[[ SUPPLIED INFORMATION, beginning ]]

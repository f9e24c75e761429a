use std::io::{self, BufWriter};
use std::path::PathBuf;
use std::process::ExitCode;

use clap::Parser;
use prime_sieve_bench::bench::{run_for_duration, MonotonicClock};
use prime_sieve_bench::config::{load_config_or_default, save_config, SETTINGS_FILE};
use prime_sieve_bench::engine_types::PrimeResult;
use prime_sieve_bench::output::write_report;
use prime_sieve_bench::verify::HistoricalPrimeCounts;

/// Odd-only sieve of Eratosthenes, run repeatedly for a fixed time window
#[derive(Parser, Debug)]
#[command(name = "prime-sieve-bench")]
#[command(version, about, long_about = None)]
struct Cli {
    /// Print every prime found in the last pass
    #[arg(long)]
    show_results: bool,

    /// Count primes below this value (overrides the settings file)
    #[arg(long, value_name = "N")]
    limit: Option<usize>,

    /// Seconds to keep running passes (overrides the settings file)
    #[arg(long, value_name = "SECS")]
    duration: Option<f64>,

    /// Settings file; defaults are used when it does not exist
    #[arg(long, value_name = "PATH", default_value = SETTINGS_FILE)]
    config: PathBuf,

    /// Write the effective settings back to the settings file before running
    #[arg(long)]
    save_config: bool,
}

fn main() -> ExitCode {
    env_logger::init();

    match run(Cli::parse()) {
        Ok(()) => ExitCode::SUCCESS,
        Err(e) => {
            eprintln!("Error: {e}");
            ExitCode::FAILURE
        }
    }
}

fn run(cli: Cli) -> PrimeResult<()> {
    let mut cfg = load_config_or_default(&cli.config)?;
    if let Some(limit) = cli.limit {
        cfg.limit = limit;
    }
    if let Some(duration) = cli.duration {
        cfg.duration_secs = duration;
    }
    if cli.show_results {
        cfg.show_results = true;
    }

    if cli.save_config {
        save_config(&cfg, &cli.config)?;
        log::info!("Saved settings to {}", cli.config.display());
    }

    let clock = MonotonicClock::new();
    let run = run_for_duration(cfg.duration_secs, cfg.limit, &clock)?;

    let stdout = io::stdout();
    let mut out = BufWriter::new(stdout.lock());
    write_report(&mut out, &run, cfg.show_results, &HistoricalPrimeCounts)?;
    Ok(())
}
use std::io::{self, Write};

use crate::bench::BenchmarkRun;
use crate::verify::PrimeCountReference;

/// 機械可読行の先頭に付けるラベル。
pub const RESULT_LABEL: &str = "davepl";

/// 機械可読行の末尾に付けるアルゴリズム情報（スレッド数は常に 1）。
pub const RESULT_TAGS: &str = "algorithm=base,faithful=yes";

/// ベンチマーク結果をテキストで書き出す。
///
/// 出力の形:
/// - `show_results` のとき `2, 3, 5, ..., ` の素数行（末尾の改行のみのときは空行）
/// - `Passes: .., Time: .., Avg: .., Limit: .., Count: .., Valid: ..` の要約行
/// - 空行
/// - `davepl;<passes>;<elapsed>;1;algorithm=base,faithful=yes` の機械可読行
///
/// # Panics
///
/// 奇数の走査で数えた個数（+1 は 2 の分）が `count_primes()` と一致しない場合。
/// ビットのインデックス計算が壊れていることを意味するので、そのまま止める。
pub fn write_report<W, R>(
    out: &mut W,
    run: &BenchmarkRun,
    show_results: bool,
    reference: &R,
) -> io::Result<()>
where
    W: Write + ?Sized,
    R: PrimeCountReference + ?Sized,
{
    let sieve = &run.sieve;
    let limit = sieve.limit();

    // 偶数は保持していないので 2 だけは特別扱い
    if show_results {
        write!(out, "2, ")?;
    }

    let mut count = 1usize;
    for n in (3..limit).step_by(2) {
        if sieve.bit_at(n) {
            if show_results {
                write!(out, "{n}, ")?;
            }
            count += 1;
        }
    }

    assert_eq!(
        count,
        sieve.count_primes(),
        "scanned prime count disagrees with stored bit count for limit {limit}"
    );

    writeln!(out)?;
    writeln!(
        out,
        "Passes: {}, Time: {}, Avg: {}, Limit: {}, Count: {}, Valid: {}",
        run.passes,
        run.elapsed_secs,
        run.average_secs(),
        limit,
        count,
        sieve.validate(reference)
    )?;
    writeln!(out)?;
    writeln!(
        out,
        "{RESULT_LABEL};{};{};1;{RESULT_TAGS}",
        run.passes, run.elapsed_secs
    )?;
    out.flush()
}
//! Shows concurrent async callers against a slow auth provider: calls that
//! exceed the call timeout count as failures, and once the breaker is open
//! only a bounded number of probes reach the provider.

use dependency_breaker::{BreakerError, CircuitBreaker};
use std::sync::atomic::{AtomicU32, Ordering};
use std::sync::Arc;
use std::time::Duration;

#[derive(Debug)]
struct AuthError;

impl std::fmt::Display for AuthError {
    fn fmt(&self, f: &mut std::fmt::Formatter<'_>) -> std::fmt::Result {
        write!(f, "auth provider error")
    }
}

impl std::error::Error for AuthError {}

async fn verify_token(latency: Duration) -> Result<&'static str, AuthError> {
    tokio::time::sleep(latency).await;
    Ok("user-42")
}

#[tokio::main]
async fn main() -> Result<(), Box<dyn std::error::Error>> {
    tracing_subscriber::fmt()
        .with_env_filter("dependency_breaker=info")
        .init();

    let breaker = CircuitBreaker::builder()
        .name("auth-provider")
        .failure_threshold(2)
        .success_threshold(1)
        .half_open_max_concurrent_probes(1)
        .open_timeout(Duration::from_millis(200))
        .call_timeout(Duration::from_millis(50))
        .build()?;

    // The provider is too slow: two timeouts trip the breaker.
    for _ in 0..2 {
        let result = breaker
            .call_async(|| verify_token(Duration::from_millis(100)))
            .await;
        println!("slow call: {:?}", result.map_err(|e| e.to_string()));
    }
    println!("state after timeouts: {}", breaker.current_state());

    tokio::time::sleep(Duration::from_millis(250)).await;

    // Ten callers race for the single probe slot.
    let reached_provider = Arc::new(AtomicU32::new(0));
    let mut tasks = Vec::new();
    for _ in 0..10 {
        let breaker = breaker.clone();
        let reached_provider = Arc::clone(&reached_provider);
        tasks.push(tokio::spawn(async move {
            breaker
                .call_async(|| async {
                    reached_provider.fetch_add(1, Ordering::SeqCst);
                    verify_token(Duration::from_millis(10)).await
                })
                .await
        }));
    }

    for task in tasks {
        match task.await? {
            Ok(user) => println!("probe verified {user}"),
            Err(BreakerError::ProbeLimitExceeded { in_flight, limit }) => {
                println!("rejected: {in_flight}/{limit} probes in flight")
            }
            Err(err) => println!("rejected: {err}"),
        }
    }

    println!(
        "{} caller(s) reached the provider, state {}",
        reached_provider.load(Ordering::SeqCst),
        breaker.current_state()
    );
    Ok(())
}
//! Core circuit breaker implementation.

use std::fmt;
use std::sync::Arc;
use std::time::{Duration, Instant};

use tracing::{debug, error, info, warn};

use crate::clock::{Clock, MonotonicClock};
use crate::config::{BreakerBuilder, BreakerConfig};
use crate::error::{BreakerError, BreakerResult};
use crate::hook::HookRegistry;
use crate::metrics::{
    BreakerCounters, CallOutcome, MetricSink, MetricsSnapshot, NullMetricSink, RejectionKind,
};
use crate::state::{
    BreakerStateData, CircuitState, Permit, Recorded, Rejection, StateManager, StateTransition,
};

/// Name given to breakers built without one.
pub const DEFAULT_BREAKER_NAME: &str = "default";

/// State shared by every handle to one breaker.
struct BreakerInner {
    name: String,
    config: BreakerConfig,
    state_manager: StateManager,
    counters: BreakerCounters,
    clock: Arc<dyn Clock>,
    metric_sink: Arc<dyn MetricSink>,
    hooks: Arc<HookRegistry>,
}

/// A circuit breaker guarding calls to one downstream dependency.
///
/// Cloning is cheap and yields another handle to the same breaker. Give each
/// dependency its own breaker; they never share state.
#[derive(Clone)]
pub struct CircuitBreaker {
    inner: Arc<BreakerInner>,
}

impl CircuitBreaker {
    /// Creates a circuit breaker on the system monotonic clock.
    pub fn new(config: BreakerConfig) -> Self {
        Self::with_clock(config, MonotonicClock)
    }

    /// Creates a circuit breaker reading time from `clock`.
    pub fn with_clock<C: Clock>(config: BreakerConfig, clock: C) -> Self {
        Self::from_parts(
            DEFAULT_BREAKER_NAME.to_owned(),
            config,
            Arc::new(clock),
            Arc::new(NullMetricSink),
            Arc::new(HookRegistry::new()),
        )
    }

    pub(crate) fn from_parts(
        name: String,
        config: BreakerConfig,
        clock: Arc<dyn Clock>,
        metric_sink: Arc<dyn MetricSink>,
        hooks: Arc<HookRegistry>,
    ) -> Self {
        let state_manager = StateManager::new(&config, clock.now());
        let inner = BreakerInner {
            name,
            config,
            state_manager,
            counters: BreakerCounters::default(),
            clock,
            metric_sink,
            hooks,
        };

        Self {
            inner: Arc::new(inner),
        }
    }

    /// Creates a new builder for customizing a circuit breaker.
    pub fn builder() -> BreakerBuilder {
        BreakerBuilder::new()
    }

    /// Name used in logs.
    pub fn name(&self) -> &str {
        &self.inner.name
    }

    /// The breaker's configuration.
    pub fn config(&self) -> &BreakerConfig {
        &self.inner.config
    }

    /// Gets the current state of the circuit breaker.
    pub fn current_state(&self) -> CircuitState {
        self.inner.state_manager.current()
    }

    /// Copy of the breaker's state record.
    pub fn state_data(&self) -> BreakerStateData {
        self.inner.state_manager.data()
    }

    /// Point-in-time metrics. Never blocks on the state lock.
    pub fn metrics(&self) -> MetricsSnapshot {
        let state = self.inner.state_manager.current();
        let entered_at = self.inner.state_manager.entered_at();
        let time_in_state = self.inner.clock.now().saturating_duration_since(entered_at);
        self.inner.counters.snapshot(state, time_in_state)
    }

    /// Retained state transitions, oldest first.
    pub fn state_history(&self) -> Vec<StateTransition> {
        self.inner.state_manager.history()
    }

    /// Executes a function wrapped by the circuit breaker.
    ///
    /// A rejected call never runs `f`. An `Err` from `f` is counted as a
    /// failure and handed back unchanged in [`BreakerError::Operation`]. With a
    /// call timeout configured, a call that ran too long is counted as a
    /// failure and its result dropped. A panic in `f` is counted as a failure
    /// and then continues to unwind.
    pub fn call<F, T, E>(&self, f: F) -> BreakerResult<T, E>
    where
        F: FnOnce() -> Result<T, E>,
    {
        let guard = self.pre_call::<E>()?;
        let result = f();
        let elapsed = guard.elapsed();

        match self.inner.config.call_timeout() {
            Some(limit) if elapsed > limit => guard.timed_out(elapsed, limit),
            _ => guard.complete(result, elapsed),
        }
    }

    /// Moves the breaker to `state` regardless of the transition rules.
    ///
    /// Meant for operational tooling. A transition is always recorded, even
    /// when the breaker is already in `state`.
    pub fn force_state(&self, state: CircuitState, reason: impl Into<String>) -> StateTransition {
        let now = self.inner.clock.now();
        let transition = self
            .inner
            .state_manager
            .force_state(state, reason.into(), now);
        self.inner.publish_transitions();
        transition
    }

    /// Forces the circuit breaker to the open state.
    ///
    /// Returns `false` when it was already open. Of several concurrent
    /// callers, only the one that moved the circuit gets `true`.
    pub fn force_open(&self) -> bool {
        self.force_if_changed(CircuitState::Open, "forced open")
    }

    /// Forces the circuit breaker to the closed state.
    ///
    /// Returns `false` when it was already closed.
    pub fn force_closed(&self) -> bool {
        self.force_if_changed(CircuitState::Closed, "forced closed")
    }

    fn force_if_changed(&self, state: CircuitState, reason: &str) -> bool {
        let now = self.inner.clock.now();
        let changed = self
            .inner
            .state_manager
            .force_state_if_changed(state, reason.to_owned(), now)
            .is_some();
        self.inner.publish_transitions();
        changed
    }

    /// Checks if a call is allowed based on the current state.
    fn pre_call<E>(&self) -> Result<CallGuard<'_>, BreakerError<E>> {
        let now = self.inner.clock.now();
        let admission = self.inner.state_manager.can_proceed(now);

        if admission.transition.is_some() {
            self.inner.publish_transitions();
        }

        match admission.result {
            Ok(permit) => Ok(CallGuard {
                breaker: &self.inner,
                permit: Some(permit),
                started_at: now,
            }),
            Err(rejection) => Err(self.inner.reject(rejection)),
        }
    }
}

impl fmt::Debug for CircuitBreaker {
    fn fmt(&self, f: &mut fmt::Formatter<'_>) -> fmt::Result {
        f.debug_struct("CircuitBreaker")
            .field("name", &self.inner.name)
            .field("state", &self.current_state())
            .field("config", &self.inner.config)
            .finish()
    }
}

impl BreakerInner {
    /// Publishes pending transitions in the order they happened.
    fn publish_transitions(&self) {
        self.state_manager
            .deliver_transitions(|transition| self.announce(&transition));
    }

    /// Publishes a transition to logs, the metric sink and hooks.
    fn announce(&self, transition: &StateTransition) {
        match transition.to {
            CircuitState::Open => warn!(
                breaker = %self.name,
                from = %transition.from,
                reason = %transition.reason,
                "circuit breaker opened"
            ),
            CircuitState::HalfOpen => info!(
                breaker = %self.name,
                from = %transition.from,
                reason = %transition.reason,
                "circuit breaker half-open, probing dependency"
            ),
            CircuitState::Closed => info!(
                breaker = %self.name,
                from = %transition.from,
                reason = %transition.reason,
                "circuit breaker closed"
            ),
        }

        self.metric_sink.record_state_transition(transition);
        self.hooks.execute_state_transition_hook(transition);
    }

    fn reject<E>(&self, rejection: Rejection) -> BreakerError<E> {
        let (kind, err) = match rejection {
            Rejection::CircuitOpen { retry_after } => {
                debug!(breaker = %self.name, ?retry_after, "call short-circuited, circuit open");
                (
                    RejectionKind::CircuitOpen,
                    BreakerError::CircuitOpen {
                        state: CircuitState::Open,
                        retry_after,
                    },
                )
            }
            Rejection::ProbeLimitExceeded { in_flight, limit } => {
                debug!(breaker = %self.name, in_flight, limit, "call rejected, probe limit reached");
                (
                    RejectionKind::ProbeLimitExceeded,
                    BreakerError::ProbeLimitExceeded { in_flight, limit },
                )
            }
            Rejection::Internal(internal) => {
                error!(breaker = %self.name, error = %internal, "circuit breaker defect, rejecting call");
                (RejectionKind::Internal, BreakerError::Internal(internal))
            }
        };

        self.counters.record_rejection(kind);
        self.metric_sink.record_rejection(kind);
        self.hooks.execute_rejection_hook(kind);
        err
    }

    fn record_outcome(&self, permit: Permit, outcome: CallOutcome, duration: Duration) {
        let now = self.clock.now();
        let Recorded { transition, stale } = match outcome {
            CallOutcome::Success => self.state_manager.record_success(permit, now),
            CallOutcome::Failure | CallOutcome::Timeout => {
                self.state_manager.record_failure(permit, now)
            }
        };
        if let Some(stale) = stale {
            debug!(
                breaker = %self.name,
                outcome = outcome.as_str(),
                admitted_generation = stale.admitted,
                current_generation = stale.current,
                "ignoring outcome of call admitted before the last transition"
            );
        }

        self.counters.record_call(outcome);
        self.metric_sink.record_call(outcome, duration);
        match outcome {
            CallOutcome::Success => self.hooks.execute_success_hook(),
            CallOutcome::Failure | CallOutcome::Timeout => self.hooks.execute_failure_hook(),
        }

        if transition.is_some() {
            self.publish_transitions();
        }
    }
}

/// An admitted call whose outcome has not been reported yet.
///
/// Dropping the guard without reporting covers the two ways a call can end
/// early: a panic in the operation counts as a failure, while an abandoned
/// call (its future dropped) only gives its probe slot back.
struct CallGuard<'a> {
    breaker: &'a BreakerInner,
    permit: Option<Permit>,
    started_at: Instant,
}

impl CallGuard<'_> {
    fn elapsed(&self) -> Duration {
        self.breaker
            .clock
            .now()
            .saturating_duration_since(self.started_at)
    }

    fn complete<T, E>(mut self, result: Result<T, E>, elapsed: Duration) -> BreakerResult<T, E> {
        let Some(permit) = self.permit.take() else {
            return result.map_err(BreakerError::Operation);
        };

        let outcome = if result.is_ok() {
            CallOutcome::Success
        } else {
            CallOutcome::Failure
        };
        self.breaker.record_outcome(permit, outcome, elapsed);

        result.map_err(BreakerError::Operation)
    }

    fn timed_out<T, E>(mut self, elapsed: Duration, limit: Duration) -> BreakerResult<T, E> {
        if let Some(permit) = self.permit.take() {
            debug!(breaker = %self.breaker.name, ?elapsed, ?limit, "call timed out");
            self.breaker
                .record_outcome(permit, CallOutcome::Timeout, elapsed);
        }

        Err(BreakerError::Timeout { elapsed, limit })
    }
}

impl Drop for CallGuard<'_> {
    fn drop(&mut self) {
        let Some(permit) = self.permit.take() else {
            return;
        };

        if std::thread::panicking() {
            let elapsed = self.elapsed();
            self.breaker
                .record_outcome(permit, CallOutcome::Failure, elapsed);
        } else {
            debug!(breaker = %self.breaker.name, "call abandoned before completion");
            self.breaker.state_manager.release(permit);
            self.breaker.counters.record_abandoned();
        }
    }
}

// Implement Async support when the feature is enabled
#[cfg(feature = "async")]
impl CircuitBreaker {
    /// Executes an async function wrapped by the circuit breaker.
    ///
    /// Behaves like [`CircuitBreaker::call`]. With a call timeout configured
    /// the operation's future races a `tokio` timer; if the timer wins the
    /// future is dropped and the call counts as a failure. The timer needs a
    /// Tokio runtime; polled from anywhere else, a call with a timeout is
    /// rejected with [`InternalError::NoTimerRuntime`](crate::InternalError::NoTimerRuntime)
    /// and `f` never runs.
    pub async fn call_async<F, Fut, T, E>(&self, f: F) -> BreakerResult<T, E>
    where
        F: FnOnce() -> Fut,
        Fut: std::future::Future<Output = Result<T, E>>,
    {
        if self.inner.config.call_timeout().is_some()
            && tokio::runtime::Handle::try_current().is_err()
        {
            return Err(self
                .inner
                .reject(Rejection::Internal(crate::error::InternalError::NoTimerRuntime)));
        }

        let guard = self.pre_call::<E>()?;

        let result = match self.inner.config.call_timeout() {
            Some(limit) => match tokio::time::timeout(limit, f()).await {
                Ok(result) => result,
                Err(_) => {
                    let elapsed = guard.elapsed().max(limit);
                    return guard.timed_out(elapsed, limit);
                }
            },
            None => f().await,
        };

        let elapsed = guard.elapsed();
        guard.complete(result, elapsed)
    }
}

[[ SUPPLIED INFORMATION, end ]]

ACTION ITEM: Output the lines above between the one holding "tracing_subscriber::fmt()" and the one holding "single probe slot.", inclusive, with nothing before or after them.

ANSWER:
    tracing_subscriber::fmt()
        .with_env_filter("dependency_breaker=info")
        .init();

    let breaker = CircuitBreaker::builder()
        .name("auth-provider")
        .failure_threshold(2)
        .success_threshold(1)
        .half_open_max_concurrent_probes(1)
        .open_timeout(Duration::from_millis(200))
        .call_timeout(Duration::from_millis(50))
        .build()?;

    // The provider is too slow: two timeouts trip the breaker.
    for _ in 0..2 {
        let result = breaker
            .call_async(|| verify_token(Duration::from_millis(100)))
            .await;
        println!("slow call: {:?}", result.map_err(|e| e.to_string()));
    }
    println!("state after timeouts: {}", breaker.current_state());

    tokio::time::sleep(Duration::from_millis(250)).await;

    // Ten callers race for the single probe slot.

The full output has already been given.